Records shown –
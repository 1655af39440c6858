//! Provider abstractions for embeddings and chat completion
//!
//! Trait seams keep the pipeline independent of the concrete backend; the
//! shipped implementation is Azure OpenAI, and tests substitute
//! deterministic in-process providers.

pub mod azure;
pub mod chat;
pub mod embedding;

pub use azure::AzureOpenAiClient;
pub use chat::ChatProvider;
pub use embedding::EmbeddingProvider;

Problem description –
Your answer must be the records themselves, output again exactly.

Response to the exercise –
repository 1655af39440c6858
//! Provider abstractions for embeddings and chat completion
//!
//! Trait seams keep the pipeline independent of the concrete backend; the
//! shipped implementation is Azure OpenAI, and tests substitute
//! deterministic in-process providers.

pub mod azure;
pub mod chat;
pub mod embedding;

pub use azure::AzureOpenAiClient;
pub use chat::ChatProvider;
pub use embedding::EmbeddingProvider;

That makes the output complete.